Le 14 mai 1938, l'Angleterre affronte l'Allemagne dans le stade olympique de Berlin. Si les Three Lions disposent facilement de leurs homologues aryens (3-6), médias et spectateurs se souviendront surtout du salut nazi des Anglais avant la rencontre. Ce 14 mai, Stanley Matthews devint pour la première fois une honte pour son peuple.

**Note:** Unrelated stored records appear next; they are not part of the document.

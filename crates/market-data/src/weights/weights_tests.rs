//! Tests for index weights and stock references.

#[cfg(test)]
mod tests {
    use rust_decimal_macros::dec;

    use crate::weights::*;
    use crate::errors::MarketDataError;

    const PSI: &str = "
Name;Abbreviation;Weight
GALP ENERGIA-NOM;GALP;14.20
EDP;EDP;13.85
JERONIMO MARTINS;JMT;11.02
BCP;BCP;-
NOS, SGPS;NOS;0
";

    const PSI_ISIN: [(&str, &str); 5] = [
        ("GALP ENERGIA-NOM", "PTGAL0AM0009"),
        ("EDP", "PTEDP0AM0009"),
        ("JERONIMO MARTINS", "PTJMT0AE0001"),
        ("BCP", "PTBCP0AM0015"),
        ("NOS, SGPS", "PTZON0AM0006"),
    ];

    fn psi() -> StockWeight {
        StockWeight::parse("PSI-20", PSI).unwrap()
    }

    // ============================================================================
    // Parsing
    // ============================================================================

    #[test]
    fn test_parse_table() {
        let index = psi();
        assert_eq!(index.name(), "PSI-20");
        assert_eq!(index.header(), "Name;Abbreviation;Weight");
        assert_eq!(index.abbrev_list(), vec!["GALP", "EDP", "JMT", "BCP", "NOS"]);
        assert_eq!(index.full_name("JMT"), Some("JERONIMO MARTINS"));
        assert_eq!(index.full_name("XYZ"), None);
    }

    #[test]
    fn test_parse_keeps_unknown_apart_from_zero() {
        let index = psi();
        let weights: Vec<Weight> = index.abbreviations().iter().map(|(_, w)| *w).collect();
        assert_eq!(weights[3], Weight::Unknown);
        assert_eq!(weights[4], Weight::Known(dec!(0)));
        assert!(weights[3].is_unknown());
        assert!(!weights[4].is_unknown());
    }

    #[test]
    fn test_parse_duplicate_abbreviation_fails() {
        let text = "\nName;Abbreviation;Weight\nEDP;EDP;10\nEDP RENOVAVEIS;EDP;5\n";
        let err = StockWeight::parse("PSI-20", text).unwrap_err();
        assert_eq!(
            err,
            MarketDataError::DuplicateAbbreviation {
                index: "PSI-20".to_string(),
                abbrev: "EDP".to_string(),
            }
        );
    }

    #[test]
    fn test_parse_bad_lines() {
        let short = "Name;Abbreviation;Weight\nEDP;10\n";
        assert!(matches!(
            StockWeight::parse("PSI-20", short),
            Err(MarketDataError::InvalidWeightLine { line: 2, .. })
        ));

        let negative = "Name;Abbreviation;Weight\nEDP;EDP;-3\n";
        assert!(matches!(
            StockWeight::parse("PSI-20", negative),
            Err(MarketDataError::InvalidWeightLine { line: 2, .. })
        ));

        let no_header = "EDP;EDP\n";
        assert!(matches!(
            StockWeight::parse("PSI-20", no_header),
            Err(MarketDataError::InvalidWeightLine { line: 1, .. })
        ));
    }

    #[test]
    fn test_parse_bad_index_name() {
        assert_eq!(
            StockWeight::parse("PSI 20", PSI).unwrap_err(),
            MarketDataError::InvalidIndexName("PSI 20".to_string())
        );
    }

    // ============================================================================
    // add / validate / totals
    // ============================================================================

    #[test]
    fn test_validate_ok() {
        assert!(psi().validate());
    }

    #[test]
    fn test_add_new_abbreviation() {
        let mut index = psi();
        assert!(index.add("ABC", Some("Abc Long"), None));
        assert_eq!(index.full_name("ABC"), Some("Abc Long"));
        assert_eq!(index.abbreviations().last().unwrap().1, Weight::Unknown);
        assert!(index.validate());
    }

    #[test]
    fn test_add_defaults_full_name_to_abbreviation() {
        let mut index = psi();
        assert!(index.add("CTT", None, Some(dec!(1.5))));
        assert_eq!(index.full_name("CTT"), Some("CTT"));
    }

    #[test]
    fn test_add_existing_abbreviation_still_appends_weight() {
        let mut index = psi();
        let before = index.abbreviations().len();

        assert!(!index.add("EDP", Some("Other EDP"), Some(dec!(2))));
        assert_eq!(index.abbreviations().len(), before + 1);
        assert_eq!(index.full_name("EDP"), Some("EDP"));
        assert!(!index.validate());
    }

    #[test]
    fn test_validate_detects_shared_full_name() {
        let mut index = psi();
        index.add("GALP2", Some("GALP ENERGIA-NOM"), None);
        assert!(!index.validate());
    }

    #[test]
    fn test_total_weight() {
        let total = psi().total_weight();
        assert_eq!(total.known, dec!(39.07));
        assert_eq!(total.unknown_count, 1);
    }

    #[test]
    fn test_weight_display() {
        assert_eq!(Weight::Known(dec!(14.2)).to_string(), "14.20");
        assert_eq!(Weight::Unknown.to_string(), "-");
    }

    // ============================================================================
    // RefIsin / StockRefs
    // ============================================================================

    #[test]
    fn test_ref_isin_reports_invalids() {
        let mut refs = RefIsin::new();
        assert!(refs.add_isin_refs(PSI_ISIN).is_empty());
        assert_eq!(refs.get("EDP"), Some("PTEDP0AM0009"));

        let invalids = refs.add_isin_refs([("Abc Long", "ABC123XYZ000"), ("EDP", "bogus")]);
        assert_eq!(
            invalids,
            vec![("Abc Long".to_string(), "ABC123XYZ000".to_string())]
        );
        assert_eq!(refs.get("EDP"), Some("PTEDP0AM0009"));
        assert_eq!(refs.len(), 6);
    }

    #[test]
    fn test_every_abbreviation_has_valid_isin() {
        let index = psi();
        let mut refs = RefIsin::new();
        refs.add_isin_refs(PSI_ISIN);

        for abbrev in index.abbrev_list() {
            let name = index.full_name(abbrev).unwrap();
            let code = refs.get(name).unwrap();
            assert_eq!(crate::isin::checksum(code).as_deref(), Some(code));
        }
    }

    #[test]
    fn test_stock_refs_local_index() {
        let mut refs = StockRefs::new(Some(psi()));
        assert_eq!(refs.status(), RefsStatus::Ok);
        assert_eq!(refs.current_local_name(), Some("PSI-20"));

        assert!(refs.add_stock("ABC", "Abc Long", None));
        assert_eq!(refs.current_local().unwrap().full_name("ABC"), Some("Abc Long"));
        assert!(!refs.add_stock("ABC", "Abc Long", Some("IBEX-35")));
    }

    #[test]
    fn test_stock_refs_switch_local() {
        let ibex = StockWeight::parse("IBEX-35", "Name;Abbreviation;Weight\nINDITEX;ITX;15\n").unwrap();
        let mut refs = StockRefs::new(Some(psi()));
        refs.add_ref_stock(ibex);

        assert!(refs.set_local_by_name("IBEX-35"));
        assert_eq!(refs.current_local_name(), Some("IBEX-35"));
        assert!(!refs.set_local_by_name("DAX"));
        assert!(refs.get("PSI-20").is_some());
    }

    #[test]
    fn test_stock_refs_invalid_local() {
        let mut index = psi();
        index.add("EDP", None, None);
        let refs = StockRefs::new(Some(index));
        assert_eq!(refs.status(), RefsStatus::InvalidLocalIndex);
    }

    #[test]
    fn test_stock_refs_empty() {
        let mut refs = StockRefs::new(None);
        assert_eq!(refs.current_local_name(), None);
        assert!(!refs.add_stock("ABC", "Abc Long", None));
    }

    #[test]
    fn test_comp_name_ok() {
        assert!(comp_name_ok("NOS, SGPS"));
        assert!(comp_name_ok("KON.PHILIPS"));
        assert!(comp_name_ok("3M CO"));
        assert!(!comp_name_ok("galp"));
        assert!(!comp_name_ok("AB/C"));
        assert!(!comp_name_ok(""));
    }
}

C'est plus efficace qu'un tract. Plus fort qu'une affiche. Les images marquent, elles restent. Le football a du sang politique. C'est comme ça, tout ce qui brille peut s'utiliser, se manipuler alors, si on peut, pourquoi se priver ? Pour beaucoup, il s'agit du "match de la honte". L'époque aussi l'est à sa manière. C'est une page noire, le chapitre griffonné d'un jeu. Ce n'était qu'un match amical. Au lieu de ça, le monde entier retiendra un terrain d'expression. Un symbole fort. Les premières notes de l'hymne national allemand se font alors entendre au cœur du stade olympique de Berlin. C'est le printemps 1938, celui des braises où chaque détail peut changer la face du monde. Deux ans plus tôt, la capitale allemande a reçu les Jeux olympiques d'été. Une façon comme une autre de faire passer l'Allemagne et Hitler pour des pacifistes. Le sport est un vecteur social, alors autant jouer avec pour faire passer son message. Ce jour-là, Hitler n'est pas sur son siège. Mais, plus bas, l'Allemagne reçoit la sélection anglaise, son capitaine Eddie Hapgood et son jeune prodige, Stanley Matthews, qui sort d'une saison compliquée avec Stoke. On reproche notamment au "magicien du dribble" sa réputation grandissante et le salaire qui l'accompagne. Pourtant, sur la pelouse de Berlin, Matthews est comme ses partenaires. Le 14 mai 1938 sera une onde de choc, un jour différent. Oui, l'Angleterre s'imposera facilement (6-3), mais la journée deviendra celle où la bande à Matthews a effectué le salut nazi. Le beau Stanley ne s'en remettra jamais.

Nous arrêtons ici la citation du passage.